This treatment is oft-criticized by many left-libertarians, left-anarchists, etc. One objection which I fielded several years hence, was the notion that the Firm suffers from the classic Hayekian Knowledge Problem: the corporation is a centrally-planned quasi-economy.

At that time, I could not answer to the objection, but mustered instead, something along the lines of, “Well, they’re entrepreneurs, and they have to pass a market-test. A centrally planned economy does not have to pass a market test.”

Some might object that most firms don’t really have to pass a market test2, either. In the current economy, the prior success, on which the foundations of capitalist wealth are built is more often than not the result of some government meddling and therefore, object the left-libertarians, imagining any large business the magnitude of those with which we’ve become familiar, in a free market, is laughable. Atomistic competition in a free market doesn’t tolerate the profits required for absentee ownership.

This simplification of Rothbard’s treatment appears to suffer from a regression problem: from whence comes the prior success, the profits of which permit one to be an effective entrepreneur?

What has happened, is that our definition has silently changed: we’ve gone from Entrepreneur as Risk-Bearer, to entrepreneur as rent seeker resulting form a haphazard equivocation of two very different economic states: the current state, and the free market. Without making value judgments, if we are talking about the current state, then the objection (at least in terms of economic theory) doesn’t hold water. If we are discussing in context of a free market, we need only demonstrate that the normal profits accruing to entrepreneurial success could permit investment in new ventures, and therefore that the so-called “absentee” owner, is not so much an abomination of free market principles3 as he is often made out to be.

In addition to a willingness to bear risk, the prototypical entrepreneur must also have a longer time preferencethan others. Time preference is the rationale by which one agrees to defer consumption in the present for a greater consumption at some time in the future. So, the entrepreneur earns normal profits on his investments, which he invests in accordance with his time preference. A successful entrepreneur will still direct production and provide the valuable functions of allocating resources across an economy, and directing investment to its most valuable opportunity.

It should go without saying, that these analyses are predicated on sound money and free-markets. In a free market, entrepreneurial loans will be real loans, representing the accumulated savings and deferred consumption, not fiat paper promises backed by fraud and violence. If these conditions do not hold, we can throw the preceding paragraphs out the window.

In a rather convoluted and roundabout manner, we can return to the initial objection against the firm, which as the legend goes, suffers to some extent, from the Hayekian Knowledge Problem. This objection is valid as an argument contra any state-capitalist apologist, but suffers from a similar equivocation error as the objection to Rothbard, above. If we are discussing organization and production in the context of a free market, the basis of this objection (that the Corporation does not face the market test) is null.
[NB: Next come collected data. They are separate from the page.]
//! Request and response DTOs for the HTTP surface.

use chrono::{DateTime, Utc};
use serde::{Deserialize, Serialize};
use uuid::Uuid;
use validator::Validate;

use crate::models::booking::{BookingRecord, BookingStatus, PickupMode};
use crate::models::payment::{LedgerEntryStatus, PaymentLedgerEntry};

/// Booking creation request. Rate fields are supplied by the catalog in
/// minor units; the duration tier is validated against the enumerated set.
#[derive(Debug, Deserialize, Validate)]
pub struct CreateBookingRequest {
    #[validate(length(min = 1))]
    pub bike_id: String,
    #[validate(range(min = 0))]
    pub daily_rate: i64,
    pub weekly_rate: Option<i64>,
    /// "1-day" or "7-day".
    #[validate(length(min = 1))]
    pub duration_tier: String,
    pub pickup_at: DateTime<Utc>,
    pub pickup_mode: PickupMode,
}

#[derive(Debug, Serialize)]
pub struct BookingResponse {
    pub id: Uuid,
    pub customer_id: String,
    pub bike_id: String,
    pub duration_tier: String,
    pub pickup_at: String,
    pub drop_at: String,
    pub pickup_mode: PickupMode,
    pub base_amount: i64,
    pub discount_amount: i64,
    pub tax_amount: i64,
    pub total_amount: i64,
    pub currency: String,
    pub status: BookingStatus,
    pub created_at: String,
}

impl From<BookingRecord> for BookingResponse {
    fn from(b: BookingRecord) -> Self {
        Self {
            id: b.id,
            customer_id: b.customer_id,
            bike_id: b.bike_id,
            duration_tier: b.duration_tier.as_str().to_string(),
            pickup_at: b.pickup_at.to_string(),
            drop_at: b.drop_at.to_string(),
            pickup_mode: b.pickup_mode,
            base_amount: b.base_amount,
            discount_amount: b.discount_amount,
            tax_amount: b.tax_amount,
            total_amount: b.total_amount,
            currency: b.currency,
            status: b.status,
            created_at: b.created_at.to_string(),
        }
    }
}

#[derive(Debug, Deserialize)]
pub struct ListBookingsQuery {
    pub status: Option<String>,
    pub limit: Option<i64>,
    pub offset: Option<u64>,
}

#[derive(Debug, Serialize)]
pub struct BookingListResponse {
    pub bookings: Vec<BookingResponse>,
    pub total_count: i64,
}

/// Open a payment order. The caller re-states the amount it displayed to
/// the customer; it must equal the booking's frozen total.
#[derive(Debug, Deserialize, Validate)]
pub struct OpenOrderRequest {
    #[validate(range(min = 0))]
    pub amount: i64,
}

#[derive(Debug, Serialize)]
pub struct OpenOrderResponse {
    pub order_id: Uuid,
    /// Gateway order id to initialize checkout with.
    pub razorpay_order_id: String,
    pub amount: i64,
    pub currency: String,
    /// Key id for frontend checkout initialization.
    pub razorpay_key_id: String,
}

/// Checkout success callback forwarded by the client for verification.
#[derive(Debug, Deserialize, Validate)]
pub struct VerifyPaymentRequest {
    #[validate(length(min = 1))]
    pub razorpay_order_id: String,
    #[validate(length(min = 1))]
    pub razorpay_payment_id: String,
    #[validate(length(min = 1))]
    pub razorpay_signature: String,
}

#[derive(Debug, Serialize)]
pub struct VerifyPaymentResponse {
    pub booking_id: Uuid,
    pub booking_status: BookingStatus,
    pub payment_status: LedgerEntryStatus,
    /// "confirmed", "already_reconciled" or "recorded_stale".
    pub outcome: String,
}

/// Client-reported checkout failure or abandonment.
#[derive(Debug, Deserialize, Validate)]
pub struct PaymentFailureRequest {
    #[validate(length(min = 1))]
    pub razorpay_order_id: String,
    pub razorpay_payment_id: Option<String>,
    pub reason: Option<String>,
}

#[derive(Debug, Serialize)]
pub struct PaymentFailureResponse {
    pub booking_id: Uuid,
    pub payment_status: LedgerEntryStatus,
    /// The booking stays payable; the client may open a fresh order.
    pub retriable: bool,
}

#[derive(Debug, Serialize)]
pub struct LedgerEntryResponse {
    pub id: Uuid,
    pub order_id: Uuid,
    pub amount: i64,
    pub currency: String,
    pub payment_mode: String,
    pub provider_payment_id: Option<String>,
    pub note: Option<String>,
    pub status: LedgerEntryStatus,
    pub created_at: String,
}

impl From<PaymentLedgerEntry> for LedgerEntryResponse {
    fn from(e: PaymentLedgerEntry) -> Self {
        Self {
            id: e.id,
            order_id: e.order_id,
            amount: e.amount,
            currency: e.currency,
            payment_mode: e.payment_mode,
            provider_payment_id: e.provider_payment_id,
            note: e.note,
            status: e.status,
            created_at: e.created_at.to_string(),
        }
    }
}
Profits and losses would no longer be subsidized in a free market, so we can expect profits to be smaller (representative of opportunity costs), and hence more difficult to accrue in the ginormous amounts required to develop firms the sizes of which we see at present (cf., “economies of scale” that we learn about in school are essentially a fiction).

Since the fictional economies of scale are counterbalanced by very real diseconomies of scale,
firms in a free market would stand in stark contrast to megalithic entities, the profits of which often dwarf the entire domestic production of the smaller nation states in the world. Indeed, the organizational structure of the market as a whole would tend to be much flatter than at present, and the smaller, more agile firms comprising it would be far less susceptible to the Knowledge Problem.

Notes

1. This simple but sometimes counter-intuitive proposal can be illustrated thusly: if all entrepreneurs accurately predict demand, and satisfy their customers, the resultant competition for customers drives profit down to the hypothetical opportunity cost.

2 Corporations are able to borrow at preferential rates, receive different tax-status than individuals (i.e., they can write-off their expenses!) and are often shielded from liability, etc.

3. Some suggest that so-called passive income (e.g., from entrepreneurship) is an abomination. Setting aside the debate over how such things might arise, IMO, absentee “ownership” ceases to exist in-fact, and entrepreneurship would instead be directed by conditional loans. Investor/entrepreneurs would have a valid claim against the production which they assisted by financing.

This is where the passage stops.